Some factors that may have influenced the outcomes of this study, such as the frailty or morbidity of participants, were not measured. While randomisation should ensure that all differences in participants’ characteristics between groups are the result of chance, the risk of chance confounding does increase with a smaller sample size [44]. Therefore, and while the measured characteristics of participants (see Table 1) do not indicate imbalance, we cannot exclude that some non-measured differences were present and influenced the outcomes. Given these limitations, it is therefore prudent to interpret our results as exploratory; larger studies are indeed needed to reach a definitive conclusion on the benefits and harms of deprescribing in heavily-medicated, NH-dwelling older adults.

Another potential bias results from the open-label nature of this study: the fact that the investigators, who assessed PIM status, were not blinded to allocation could have resulted in observer bias; however, as the criteria for PIMs classification were strictly defined, we evaluate this risk as low.
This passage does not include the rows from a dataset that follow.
//! Registry - the process-wide configuration context
//!
//! Built once at startup, then shared as `Arc<Registry>` by every `Stats`.
//! Nothing in it changes during simulation.

use crate::condition::ConditionRegistry;
use crate::config::{self, ConfigError};
use crate::effect::EffectDef;
use crate::modifier::CalculateOptions;
use crate::operator::OperatorTable;
use crate::stats::Stats;
use crate::types::{EffectType, StatType};
use std::collections::HashMap;
use std::fmt;
use std::path::Path;
use std::sync::Arc;

/// Per-effect callback (activate, deactivate, add-stack, custom effects)
pub type EffectHook = Arc<dyn Fn(&mut Stats, &EffectType) + Send + Sync>;

/// Per-stat side effect run after its base or current value is set
pub type StatHook = Arc<dyn Fn(&mut Stats, &StatType) + Send + Sync>;

/// Replacement for the default calculation of one stat
pub type CalculateHook = Arc<dyn Fn(&Stats, &StatType, CalculateOptions) -> f32 + Send + Sync>;

/// Decides whether an entity currently ignores an effect type
pub type ImmunityHook = Arc<dyn Fn(&Stats, &EffectType) -> bool + Send + Sync>;

/// Stat defaults, effect definitions, operators, condition types and host hooks
#[derive(Default)]
pub struct Registry {
    operators: OperatorTable,
    conditions: ConditionRegistry,
    stat_defaults: HashMap<StatType, f32>,
    effects: HashMap<EffectType, Arc<EffectDef>>,
    calculate_overrides: HashMap<StatType, CalculateHook>,
    modified_hooks: HashMap<StatType, StatHook>,
    immunity: Option<ImmunityHook>,
}

impl fmt::Debug for Registry {
    fn fmt(&self, f: &mut fmt::Formatter<'_>) -> fmt::Result {
        f.debug_struct("Registry")
            .field("operators", &self.operators)
            .field("conditions", &self.conditions)
            .field("stat_defaults", &self.stat_defaults)
            .field("effects", &self.effects.keys().collect::<Vec<_>>())
            .finish_non_exhaustive()
    }
}

impl Registry {
    /// Create an empty registry with the built-in operators and condition types
    pub fn new() -> Self {
        Self::default()
    }

    /// Freeze the registry for sharing between `Stats` instances
    pub fn into_shared(self) -> Arc<Self> {
        Arc::new(self)
    }

    pub fn operators(&self) -> &OperatorTable {
        &self.operators
    }

    pub fn operators_mut(&mut self) -> &mut OperatorTable {
        &mut self.operators
    }

    pub fn conditions(&self) -> &ConditionRegistry {
        &self.conditions
    }

    pub fn conditions_mut(&mut self) -> &mut ConditionRegistry {
        &mut self.conditions
    }

    /// Register a stat type with its default base value
    pub fn register_stat(&mut self, stat: impl Into<StatType>, default: f32) -> Result<(), ConfigError> {
        let stat = stat.into();
        if self.stat_defaults.contains_key(&stat) {
            return Err(ConfigError::DuplicateStat(stat.0));
        }
        self.stat_defaults.insert(stat, default);
        Ok(())
    }

    /// Check whether a stat has a registered default
    pub fn is_stat_registered(&self, stat: &StatType) -> bool {
        self.stat_defaults.contains_key(stat)
    }

    /// Default base value of a stat; unknown stats default to 0
    pub fn stat_default(&self, stat: &StatType) -> f32 {
        self.stat_defaults.get(stat).copied().unwrap_or(0.0)
    }

    /// Register an effect definition
    pub fn register_effect(&mut self, def: EffectDef) -> Result<(), ConfigError> {
        if self.effects.contains_key(&def.id) {
            return Err(ConfigError::DuplicateEffect(def.id.0));
        }
        self.effects.insert(def.id.clone(), Arc::new(def));
        Ok(())
    }

    /// Get an effect definition
    pub fn effect(&self, effect: &EffectType) -> Option<&Arc<EffectDef>> {
        self.effects.get(effect)
    }

    pub fn set_calculate_override(&mut self, stat: impl Into<StatType>, hook: CalculateHook) {
        self.calculate_overrides.insert(stat.into(), hook);
    }

    pub fn calculate_override(&self, stat: &StatType) -> Option<&CalculateHook> {
        self.calculate_overrides.get(stat)
    }

    pub fn set_modified_hook(&mut self, stat: impl Into<StatType>, hook: StatHook) {
        self.modified_hooks.insert(stat.into(), hook);
    }

    pub fn modified_hook(&self, stat: &StatType) -> Option<&StatHook> {
        self.modified_hooks.get(stat)
    }

    /// Set the predicate deciding whether an entity ignores an effect
    pub fn set_immunity(&mut self, hook: ImmunityHook) {
        self.immunity = Some(hook);
    }

    pub fn immunity(&self) -> Option<&ImmunityHook> {
        self.immunity.as_ref()
    }

    /// Register the `[stats]` table and `[[effects]]` entries of a TOML document
    pub fn register_toml(&mut self, content: &str) -> Result<(), ConfigError> {
        for (stat, default) in config::parse_stat_defaults(content)? {
            self.register_stat(stat, default)?;
        }
        for def in config::parse_effect_defs(content, &self.conditions)? {
            self.register_effect(def)?;
        }
        Ok(())
    }

    /// Register a TOML configuration file
    pub fn register_file(&mut self, path: &Path) -> Result<(), ConfigError> {
        let content = std::fs::read_to_string(path)?;
        self.register_toml(&content)
    }
}

#[cfg(test)]
mod tests {
    use super::*;

    #[test]
    fn test_duplicate_stat_rejected() {
        let mut registry = Registry::new();
        registry.register_stat("health", 100.0).unwrap();
        let err = registry.register_stat("health", 50.0);
        assert!(matches!(err, Err(ConfigError::DuplicateStat(name)) if name == "health"));
        assert_eq!(registry.stat_default(&StatType::from("health")), 100.0);
    }

    #[test]
    fn test_duplicate_effect_rejected() {
        let mut registry = Registry::new();
        registry.register_effect(EffectDef::new("poison")).unwrap();
        let err = registry.register_effect(EffectDef::new("poison"));
        assert!(matches!(err, Err(ConfigError::DuplicateEffect(_))));
    }

    #[test]
    fn test_unknown_stat_defaults_to_zero() {
        let registry = Registry::new();
        assert_eq!(registry.stat_default(&StatType::from("luck")), 0.0);
        assert!(registry.effect(&EffectType::from("poison")).is_none());
    }

    #[test]
    fn test_register_toml() {
        let toml = r#"
[stats]
health = 100.0
mana = 40.0

[[effects]]
id = "poison"
max_stack = 5

[effects.stack_mode]
type = "multi"
"#;
        let mut registry = Registry::new();
        registry.register_toml(toml).unwrap();
        assert_eq!(registry.stat_default(&StatType::from("mana")), 40.0);
        let poison = registry.effect(&EffectType::from("poison")).unwrap();
        assert_eq!(poison.max_stack, 5);

        // Registering the same document twice is a configuration error
        assert!(registry.register_toml(toml).is_err());
    }
}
Finally, our study could adhere neither to the core outcome set (COS) for the trials of medication reviews in polymorbid older patients, nor to the COS for trials aimed at improving the appropriateness of polypharmacy in older people in primary care; [45, 46] this will limit the possibilities for comparing our results with further studies.

Conclusions

This exploratory trial showed that, in heavily-medicated, NH-dwelling older adults, implementing a deprescribing plan crafted by an interprofessional clinical team following the results of a pharmacist-led, deprescribing-focused medication review, did not significantly reduce the number of PIMs used by participants. The intervention, however, showed a potential benefit in the reduction of the doses of PIMs used.

Some participants suffered adverse consequences following deprescribing, and a reduction in quality of life could not be excluded in the intervention group. Therefore, particular attention should be paid to patient’s safety and well-being in further studies of deprescribing interventions. In clinical practice, each deprescribing act should be accompanied by appropriate monitoring measures to detect these adverse consequences as soon as possible.

Anticholinergics were a large driver of inappropriateness; the impact of this intervention on their use should be further studied, as reducing their dose could lead to substantial clinical benefits.